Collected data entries
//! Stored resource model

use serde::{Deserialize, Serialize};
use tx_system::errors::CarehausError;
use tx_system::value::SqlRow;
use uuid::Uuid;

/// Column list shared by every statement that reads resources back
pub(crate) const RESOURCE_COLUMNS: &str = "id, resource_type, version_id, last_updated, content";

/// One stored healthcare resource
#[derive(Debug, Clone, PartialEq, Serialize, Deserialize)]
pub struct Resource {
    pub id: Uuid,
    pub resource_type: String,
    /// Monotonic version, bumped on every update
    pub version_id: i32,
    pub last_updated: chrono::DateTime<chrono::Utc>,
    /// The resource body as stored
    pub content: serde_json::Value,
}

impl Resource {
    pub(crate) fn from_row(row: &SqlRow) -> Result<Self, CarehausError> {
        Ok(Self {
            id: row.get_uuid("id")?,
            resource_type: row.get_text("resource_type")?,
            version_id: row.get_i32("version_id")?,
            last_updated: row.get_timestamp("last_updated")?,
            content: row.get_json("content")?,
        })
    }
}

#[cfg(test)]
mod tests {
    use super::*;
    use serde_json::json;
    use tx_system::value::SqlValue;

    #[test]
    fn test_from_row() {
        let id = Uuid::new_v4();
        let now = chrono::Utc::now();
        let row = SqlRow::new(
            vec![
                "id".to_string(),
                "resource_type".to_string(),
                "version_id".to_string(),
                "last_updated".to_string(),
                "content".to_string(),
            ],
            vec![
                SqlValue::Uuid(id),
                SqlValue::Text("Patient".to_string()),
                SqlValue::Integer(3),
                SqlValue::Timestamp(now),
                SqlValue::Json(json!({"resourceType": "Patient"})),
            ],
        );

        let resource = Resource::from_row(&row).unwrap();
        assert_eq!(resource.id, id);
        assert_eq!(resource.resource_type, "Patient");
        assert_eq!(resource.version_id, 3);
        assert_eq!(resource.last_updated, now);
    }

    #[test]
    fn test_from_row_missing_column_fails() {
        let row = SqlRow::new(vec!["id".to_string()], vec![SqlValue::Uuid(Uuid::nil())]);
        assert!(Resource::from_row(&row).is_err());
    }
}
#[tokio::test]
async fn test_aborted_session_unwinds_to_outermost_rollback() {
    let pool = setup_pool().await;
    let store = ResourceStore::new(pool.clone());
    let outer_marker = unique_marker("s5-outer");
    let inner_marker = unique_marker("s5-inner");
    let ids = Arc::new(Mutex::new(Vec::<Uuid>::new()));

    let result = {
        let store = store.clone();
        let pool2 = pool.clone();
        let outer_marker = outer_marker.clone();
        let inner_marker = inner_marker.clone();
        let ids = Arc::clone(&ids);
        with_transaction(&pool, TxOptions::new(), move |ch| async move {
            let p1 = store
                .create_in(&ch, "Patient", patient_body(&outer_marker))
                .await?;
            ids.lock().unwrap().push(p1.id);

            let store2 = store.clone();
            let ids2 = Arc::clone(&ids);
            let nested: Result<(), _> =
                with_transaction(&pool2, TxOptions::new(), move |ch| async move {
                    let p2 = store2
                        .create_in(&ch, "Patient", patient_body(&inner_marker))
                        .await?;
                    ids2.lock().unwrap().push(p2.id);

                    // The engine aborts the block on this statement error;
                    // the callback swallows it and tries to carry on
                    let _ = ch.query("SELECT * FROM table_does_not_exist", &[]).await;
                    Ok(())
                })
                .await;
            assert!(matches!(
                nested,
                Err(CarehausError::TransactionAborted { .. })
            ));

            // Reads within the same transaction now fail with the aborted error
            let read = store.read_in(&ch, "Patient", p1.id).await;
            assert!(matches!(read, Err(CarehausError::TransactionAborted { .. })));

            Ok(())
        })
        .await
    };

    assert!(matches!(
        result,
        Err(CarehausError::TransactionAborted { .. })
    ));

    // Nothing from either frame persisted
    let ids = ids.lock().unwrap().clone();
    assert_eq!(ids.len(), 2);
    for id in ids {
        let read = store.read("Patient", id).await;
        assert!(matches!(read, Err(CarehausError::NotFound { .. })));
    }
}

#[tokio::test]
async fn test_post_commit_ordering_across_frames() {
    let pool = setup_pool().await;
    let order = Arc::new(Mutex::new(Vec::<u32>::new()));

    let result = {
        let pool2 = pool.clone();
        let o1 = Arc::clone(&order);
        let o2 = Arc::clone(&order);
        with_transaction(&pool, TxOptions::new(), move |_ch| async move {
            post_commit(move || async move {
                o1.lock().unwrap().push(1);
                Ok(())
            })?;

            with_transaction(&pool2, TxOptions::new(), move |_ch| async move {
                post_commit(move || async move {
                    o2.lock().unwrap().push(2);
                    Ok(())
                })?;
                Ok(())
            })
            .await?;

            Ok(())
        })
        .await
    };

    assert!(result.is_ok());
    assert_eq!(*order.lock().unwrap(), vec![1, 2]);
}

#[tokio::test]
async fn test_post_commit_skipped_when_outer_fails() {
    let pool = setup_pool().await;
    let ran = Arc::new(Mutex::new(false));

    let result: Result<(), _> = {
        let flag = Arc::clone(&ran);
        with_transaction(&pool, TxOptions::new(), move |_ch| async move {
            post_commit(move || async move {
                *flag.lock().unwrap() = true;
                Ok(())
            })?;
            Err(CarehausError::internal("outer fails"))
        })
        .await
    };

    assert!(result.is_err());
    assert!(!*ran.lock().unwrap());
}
...
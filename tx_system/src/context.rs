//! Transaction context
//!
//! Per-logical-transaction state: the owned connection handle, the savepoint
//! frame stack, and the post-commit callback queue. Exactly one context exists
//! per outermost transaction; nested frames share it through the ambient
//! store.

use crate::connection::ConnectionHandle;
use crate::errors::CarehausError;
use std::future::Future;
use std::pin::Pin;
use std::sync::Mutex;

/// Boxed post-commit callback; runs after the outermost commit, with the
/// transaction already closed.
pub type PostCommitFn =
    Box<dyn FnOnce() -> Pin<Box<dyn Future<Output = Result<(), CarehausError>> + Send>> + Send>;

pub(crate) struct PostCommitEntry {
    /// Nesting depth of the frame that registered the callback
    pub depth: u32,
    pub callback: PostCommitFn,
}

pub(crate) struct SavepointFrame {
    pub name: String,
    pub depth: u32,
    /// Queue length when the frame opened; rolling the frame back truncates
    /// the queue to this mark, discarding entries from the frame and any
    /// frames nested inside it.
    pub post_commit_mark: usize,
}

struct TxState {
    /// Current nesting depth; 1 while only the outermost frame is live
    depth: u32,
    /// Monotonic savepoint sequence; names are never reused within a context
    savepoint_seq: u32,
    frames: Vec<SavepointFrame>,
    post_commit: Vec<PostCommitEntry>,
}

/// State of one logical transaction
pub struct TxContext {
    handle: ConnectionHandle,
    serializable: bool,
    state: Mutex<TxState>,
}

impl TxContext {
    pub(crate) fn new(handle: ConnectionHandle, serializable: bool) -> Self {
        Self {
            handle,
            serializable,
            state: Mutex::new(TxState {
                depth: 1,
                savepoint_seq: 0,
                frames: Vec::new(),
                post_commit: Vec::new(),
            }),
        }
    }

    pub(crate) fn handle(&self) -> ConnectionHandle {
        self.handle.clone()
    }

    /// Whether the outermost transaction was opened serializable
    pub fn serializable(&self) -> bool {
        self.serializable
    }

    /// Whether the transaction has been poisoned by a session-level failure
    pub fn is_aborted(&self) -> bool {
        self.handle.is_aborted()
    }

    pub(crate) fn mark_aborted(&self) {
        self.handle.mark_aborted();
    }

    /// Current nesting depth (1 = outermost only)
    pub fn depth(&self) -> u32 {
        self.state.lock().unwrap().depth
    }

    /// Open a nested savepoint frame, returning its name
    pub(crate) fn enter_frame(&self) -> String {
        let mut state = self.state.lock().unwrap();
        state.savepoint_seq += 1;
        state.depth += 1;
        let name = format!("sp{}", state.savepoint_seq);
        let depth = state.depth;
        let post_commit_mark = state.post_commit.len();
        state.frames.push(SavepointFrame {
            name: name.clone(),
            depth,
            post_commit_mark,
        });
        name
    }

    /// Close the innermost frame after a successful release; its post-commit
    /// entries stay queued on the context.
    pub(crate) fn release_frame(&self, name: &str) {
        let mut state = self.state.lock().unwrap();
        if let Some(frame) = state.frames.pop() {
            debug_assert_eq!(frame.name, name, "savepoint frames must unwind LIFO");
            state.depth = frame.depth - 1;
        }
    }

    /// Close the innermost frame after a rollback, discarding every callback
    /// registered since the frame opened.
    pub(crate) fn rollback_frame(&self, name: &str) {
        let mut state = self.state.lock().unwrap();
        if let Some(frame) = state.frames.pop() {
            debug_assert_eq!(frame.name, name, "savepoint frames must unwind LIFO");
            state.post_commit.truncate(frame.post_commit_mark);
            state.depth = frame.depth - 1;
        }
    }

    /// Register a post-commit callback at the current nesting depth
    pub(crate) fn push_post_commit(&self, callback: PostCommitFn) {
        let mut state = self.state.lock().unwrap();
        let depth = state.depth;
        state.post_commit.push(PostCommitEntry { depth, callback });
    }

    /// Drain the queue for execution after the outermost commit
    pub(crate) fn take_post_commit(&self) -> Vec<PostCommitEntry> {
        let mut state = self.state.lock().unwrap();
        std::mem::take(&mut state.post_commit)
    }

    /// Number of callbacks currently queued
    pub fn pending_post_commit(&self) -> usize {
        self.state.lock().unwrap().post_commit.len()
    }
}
...
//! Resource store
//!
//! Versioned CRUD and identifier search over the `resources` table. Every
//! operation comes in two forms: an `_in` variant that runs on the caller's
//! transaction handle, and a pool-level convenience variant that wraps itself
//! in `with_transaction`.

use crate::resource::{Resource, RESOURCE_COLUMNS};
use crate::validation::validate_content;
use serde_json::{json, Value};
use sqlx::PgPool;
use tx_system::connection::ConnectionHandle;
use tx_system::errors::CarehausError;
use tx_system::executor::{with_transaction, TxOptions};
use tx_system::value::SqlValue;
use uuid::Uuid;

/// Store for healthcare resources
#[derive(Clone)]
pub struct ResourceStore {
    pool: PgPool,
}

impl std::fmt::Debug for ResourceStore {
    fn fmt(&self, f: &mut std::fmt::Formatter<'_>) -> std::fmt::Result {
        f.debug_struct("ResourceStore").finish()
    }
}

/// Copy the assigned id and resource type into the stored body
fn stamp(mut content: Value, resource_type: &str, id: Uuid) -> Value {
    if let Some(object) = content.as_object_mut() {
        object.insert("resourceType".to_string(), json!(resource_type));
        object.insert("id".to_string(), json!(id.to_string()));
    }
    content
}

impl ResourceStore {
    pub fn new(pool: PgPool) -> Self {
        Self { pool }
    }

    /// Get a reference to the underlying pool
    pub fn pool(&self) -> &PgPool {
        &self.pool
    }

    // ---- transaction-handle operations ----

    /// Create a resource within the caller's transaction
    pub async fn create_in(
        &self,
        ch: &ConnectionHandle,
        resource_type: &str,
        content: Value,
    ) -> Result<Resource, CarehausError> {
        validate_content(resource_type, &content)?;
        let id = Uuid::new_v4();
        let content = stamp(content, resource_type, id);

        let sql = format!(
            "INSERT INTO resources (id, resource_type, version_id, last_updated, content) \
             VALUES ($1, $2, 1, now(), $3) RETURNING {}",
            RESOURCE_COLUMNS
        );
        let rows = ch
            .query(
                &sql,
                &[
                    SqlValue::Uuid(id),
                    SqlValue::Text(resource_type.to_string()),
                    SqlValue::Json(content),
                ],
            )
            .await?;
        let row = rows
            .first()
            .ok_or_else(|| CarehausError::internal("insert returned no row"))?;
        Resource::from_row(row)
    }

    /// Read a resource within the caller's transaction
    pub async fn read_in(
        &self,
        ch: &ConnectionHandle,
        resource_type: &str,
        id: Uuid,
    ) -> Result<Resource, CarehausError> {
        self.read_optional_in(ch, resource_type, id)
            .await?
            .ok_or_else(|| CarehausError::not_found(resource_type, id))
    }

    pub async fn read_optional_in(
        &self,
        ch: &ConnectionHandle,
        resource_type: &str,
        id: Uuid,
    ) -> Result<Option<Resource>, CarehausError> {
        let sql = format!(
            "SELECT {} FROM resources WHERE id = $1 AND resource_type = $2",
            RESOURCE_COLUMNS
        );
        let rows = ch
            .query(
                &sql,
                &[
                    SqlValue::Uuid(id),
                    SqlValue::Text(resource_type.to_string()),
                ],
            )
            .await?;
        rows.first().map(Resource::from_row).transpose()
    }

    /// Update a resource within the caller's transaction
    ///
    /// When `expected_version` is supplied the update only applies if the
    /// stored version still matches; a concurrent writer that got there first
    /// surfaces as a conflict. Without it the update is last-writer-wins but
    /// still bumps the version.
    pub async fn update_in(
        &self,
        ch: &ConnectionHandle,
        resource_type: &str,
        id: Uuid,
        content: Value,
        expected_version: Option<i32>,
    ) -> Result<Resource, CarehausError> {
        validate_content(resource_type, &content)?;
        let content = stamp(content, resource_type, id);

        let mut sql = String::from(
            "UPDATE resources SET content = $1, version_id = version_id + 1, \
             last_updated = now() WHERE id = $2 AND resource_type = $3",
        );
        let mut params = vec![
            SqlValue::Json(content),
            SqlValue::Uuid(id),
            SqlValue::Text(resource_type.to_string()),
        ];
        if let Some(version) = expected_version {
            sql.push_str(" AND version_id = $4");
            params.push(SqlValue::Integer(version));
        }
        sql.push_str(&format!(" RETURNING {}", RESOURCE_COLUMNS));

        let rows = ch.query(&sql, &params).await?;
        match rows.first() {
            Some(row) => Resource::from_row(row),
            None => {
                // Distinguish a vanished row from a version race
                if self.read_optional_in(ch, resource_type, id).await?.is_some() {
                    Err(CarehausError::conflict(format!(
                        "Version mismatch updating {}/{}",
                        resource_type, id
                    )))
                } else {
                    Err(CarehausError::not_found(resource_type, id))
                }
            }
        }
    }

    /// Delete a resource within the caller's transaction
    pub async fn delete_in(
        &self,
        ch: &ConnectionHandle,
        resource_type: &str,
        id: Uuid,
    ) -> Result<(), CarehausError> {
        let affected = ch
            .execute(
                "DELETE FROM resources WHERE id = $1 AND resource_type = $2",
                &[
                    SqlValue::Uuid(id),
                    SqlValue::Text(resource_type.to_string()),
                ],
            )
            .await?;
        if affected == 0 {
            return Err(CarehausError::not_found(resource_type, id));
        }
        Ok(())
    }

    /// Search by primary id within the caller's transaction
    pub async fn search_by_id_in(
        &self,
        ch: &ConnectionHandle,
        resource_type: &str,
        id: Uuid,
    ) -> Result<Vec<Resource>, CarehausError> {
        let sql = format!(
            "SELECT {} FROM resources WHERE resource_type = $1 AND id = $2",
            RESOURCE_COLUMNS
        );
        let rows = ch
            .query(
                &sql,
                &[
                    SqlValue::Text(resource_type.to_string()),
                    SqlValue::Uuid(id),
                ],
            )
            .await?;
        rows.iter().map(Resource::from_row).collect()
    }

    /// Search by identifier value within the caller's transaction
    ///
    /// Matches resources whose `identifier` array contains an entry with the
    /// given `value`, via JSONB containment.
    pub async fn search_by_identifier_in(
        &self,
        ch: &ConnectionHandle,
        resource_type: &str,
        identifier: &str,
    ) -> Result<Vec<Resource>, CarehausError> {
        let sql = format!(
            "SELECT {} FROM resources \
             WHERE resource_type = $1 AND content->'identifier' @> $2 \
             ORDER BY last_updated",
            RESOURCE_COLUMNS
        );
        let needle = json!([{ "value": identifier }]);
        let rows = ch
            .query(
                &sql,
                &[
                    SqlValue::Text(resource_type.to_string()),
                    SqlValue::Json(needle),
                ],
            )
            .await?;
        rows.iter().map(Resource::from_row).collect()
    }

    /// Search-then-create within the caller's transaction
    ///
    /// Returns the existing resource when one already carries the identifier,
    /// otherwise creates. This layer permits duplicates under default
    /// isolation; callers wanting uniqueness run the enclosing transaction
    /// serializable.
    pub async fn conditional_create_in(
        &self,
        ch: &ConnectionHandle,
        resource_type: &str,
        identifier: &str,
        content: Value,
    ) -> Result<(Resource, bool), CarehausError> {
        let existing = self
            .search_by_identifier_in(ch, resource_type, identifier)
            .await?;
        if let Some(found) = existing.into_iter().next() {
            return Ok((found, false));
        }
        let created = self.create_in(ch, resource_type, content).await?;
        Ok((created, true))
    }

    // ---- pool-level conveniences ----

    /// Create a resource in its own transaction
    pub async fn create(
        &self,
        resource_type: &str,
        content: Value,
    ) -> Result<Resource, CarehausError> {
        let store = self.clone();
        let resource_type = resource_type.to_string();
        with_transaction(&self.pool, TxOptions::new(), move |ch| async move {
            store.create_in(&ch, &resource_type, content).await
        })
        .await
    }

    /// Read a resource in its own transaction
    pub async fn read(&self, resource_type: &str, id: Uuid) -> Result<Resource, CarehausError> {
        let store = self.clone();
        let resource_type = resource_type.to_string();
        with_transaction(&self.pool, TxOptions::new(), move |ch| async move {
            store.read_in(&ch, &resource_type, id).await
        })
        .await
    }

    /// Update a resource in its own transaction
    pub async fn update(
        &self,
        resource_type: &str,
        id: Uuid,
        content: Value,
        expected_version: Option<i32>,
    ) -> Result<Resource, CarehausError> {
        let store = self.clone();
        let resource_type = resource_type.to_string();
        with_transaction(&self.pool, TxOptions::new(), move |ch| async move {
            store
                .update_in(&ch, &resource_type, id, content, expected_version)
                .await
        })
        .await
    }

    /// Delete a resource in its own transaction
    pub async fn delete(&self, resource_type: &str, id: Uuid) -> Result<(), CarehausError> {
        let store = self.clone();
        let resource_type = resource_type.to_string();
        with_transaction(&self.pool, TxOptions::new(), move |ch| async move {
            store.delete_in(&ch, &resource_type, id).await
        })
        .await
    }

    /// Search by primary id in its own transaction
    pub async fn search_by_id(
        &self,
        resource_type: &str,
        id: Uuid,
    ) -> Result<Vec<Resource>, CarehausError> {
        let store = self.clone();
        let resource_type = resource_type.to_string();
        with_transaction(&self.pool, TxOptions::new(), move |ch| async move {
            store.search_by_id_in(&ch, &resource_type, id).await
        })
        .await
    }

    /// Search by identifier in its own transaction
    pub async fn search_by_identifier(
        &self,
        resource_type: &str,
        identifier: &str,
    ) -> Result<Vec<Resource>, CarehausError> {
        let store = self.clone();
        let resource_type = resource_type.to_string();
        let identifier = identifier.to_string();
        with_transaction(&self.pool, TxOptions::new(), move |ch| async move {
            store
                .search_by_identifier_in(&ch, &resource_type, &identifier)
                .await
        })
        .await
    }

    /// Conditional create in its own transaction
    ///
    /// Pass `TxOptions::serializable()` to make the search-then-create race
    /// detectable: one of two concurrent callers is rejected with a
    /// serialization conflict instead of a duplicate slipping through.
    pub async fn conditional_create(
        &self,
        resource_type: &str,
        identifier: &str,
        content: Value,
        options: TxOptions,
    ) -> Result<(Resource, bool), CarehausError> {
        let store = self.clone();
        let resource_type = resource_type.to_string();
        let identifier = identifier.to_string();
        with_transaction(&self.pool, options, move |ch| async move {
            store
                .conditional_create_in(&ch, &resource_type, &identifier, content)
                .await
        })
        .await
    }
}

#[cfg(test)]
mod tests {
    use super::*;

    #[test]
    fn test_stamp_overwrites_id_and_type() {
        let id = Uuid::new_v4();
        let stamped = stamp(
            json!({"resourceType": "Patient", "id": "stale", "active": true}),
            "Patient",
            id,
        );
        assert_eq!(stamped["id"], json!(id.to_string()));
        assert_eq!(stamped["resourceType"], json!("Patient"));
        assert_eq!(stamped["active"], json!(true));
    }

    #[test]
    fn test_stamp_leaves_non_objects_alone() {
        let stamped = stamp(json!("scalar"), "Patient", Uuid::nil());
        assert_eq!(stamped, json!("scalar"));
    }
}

* [THE TASK] Check each line above for the word "ResourceStore" and copy every line that has it.

* [WRITTEN REPLY]
    let store = ResourceStore::new(pool.clone());
pub struct ResourceStore {
impl std::fmt::Debug for ResourceStore {
        f.debug_struct("ResourceStore").finish()
impl ResourceStore {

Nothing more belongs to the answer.